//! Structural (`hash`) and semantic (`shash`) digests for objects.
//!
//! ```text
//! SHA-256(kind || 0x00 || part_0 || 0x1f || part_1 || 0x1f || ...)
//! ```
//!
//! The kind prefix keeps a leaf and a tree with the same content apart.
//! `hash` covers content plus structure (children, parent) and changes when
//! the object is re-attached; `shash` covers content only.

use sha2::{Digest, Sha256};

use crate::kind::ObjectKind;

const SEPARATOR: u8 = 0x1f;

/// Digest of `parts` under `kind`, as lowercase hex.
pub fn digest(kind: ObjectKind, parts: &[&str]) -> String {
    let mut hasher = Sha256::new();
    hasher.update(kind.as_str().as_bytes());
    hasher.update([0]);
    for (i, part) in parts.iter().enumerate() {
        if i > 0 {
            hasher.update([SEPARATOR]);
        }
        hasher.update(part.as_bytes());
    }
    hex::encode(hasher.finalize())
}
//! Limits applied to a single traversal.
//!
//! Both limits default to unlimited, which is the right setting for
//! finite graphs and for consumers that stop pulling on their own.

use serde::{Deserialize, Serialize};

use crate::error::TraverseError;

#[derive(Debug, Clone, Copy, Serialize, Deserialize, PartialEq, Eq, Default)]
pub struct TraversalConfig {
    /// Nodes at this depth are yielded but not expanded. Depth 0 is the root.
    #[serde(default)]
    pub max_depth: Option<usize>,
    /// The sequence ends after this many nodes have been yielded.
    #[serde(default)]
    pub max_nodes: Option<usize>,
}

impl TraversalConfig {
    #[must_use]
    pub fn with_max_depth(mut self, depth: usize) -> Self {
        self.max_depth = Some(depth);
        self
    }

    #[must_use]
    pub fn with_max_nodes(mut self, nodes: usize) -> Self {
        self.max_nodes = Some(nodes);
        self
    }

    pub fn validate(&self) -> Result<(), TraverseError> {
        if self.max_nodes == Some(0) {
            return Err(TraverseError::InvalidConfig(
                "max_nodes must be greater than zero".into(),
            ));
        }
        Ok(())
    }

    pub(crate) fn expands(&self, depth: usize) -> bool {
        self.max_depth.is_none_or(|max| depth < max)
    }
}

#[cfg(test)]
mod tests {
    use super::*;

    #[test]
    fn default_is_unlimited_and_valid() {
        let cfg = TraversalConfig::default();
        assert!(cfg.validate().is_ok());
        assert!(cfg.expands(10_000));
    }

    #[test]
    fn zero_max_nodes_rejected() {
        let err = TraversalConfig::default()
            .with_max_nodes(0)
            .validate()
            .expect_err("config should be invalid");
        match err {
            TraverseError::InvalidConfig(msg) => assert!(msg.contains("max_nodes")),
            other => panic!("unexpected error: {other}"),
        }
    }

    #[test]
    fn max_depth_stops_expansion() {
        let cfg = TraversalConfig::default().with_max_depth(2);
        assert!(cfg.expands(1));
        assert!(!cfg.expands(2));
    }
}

#####

EXERCISE BRIEF: Transcribe every entry exactly, omitting nothing.

WRITTEN SOLUTION:
//! Structural (`hash`) and semantic (`shash`) digests for objects.
//!
//! ```text
//! SHA-256(kind || 0x00 || part_0 || 0x1f || part_1 || 0x1f || ...)
//! ```
//!
//! The kind prefix keeps a leaf and a tree with the same content apart.
//! `hash` covers content plus structure (children, parent) and changes when
//! the object is re-attached; `shash` covers content only.

use sha2::{Digest, Sha256};

use crate::kind::ObjectKind;

const SEPARATOR: u8 = 0x1f;

/// Digest of `parts` under `kind`, as lowercase hex.
pub fn digest(kind: ObjectKind, parts: &[&str]) -> String {
    let mut hasher = Sha256::new();
    hasher.update(kind.as_str().as_bytes());
    hasher.update([0]);
    for (i, part) in parts.iter().enumerate() {
        if i > 0 {
            hasher.update([SEPARATOR]);
        }
        hasher.update(part.as_bytes());
    }
    hex::encode(hasher.finalize())
}
//! Limits applied to a single traversal.
//!
//! Both limits default to unlimited, which is the right setting for
//! finite graphs and for consumers that stop pulling on their own.

use serde::{Deserialize, Serialize};

use crate::error::TraverseError;

#[derive(Debug, Clone, Copy, Serialize, Deserialize, PartialEq, Eq, Default)]
pub struct TraversalConfig {
    /// Nodes at this depth are yielded but not expanded. Depth 0 is the root.
    #[serde(default)]
    pub max_depth: Option<usize>,
    /// The sequence ends after this many nodes have been yielded.
    #[serde(default)]
    pub max_nodes: Option<usize>,
}

impl TraversalConfig {
    #[must_use]
    pub fn with_max_depth(mut self, depth: usize) -> Self {
        self.max_depth = Some(depth);
        self
    }

    #[must_use]
    pub fn with_max_nodes(mut self, nodes: usize) -> Self {
        self.max_nodes = Some(nodes);
        self
    }

    pub fn validate(&self) -> Result<(), TraverseError> {
        if self.max_nodes == Some(0) {
            return Err(TraverseError::InvalidConfig(
                "max_nodes must be greater than zero".into(),
            ));
        }
        Ok(())
    }

    pub(crate) fn expands(&self, depth: usize) -> bool {
        self.max_depth.is_none_or(|max| depth < max)
    }
}

#[cfg(test)]
mod tests {
    use super::*;

    #[test]
    fn default_is_unlimited_and_valid() {
        let cfg = TraversalConfig::default();
        assert!(cfg.validate().is_ok());
        assert!(cfg.expands(10_000));
    }

    #[test]
    fn zero_max_nodes_rejected() {
        let err = TraversalConfig::default()
            .with_max_nodes(0)
            .validate()
            .expect_err("config should be invalid");
        match err {
            TraverseError::InvalidConfig(msg) => assert!(msg.contains("max_nodes")),
            other => panic!("unexpected error: {other}"),
        }
    }

    #[test]
    fn max_depth_stops_expansion() {
        let cfg = TraversalConfig::default().with_max_depth(2);
        assert!(cfg.expands(1));
        assert!(!cfg.expands(2));
    }
}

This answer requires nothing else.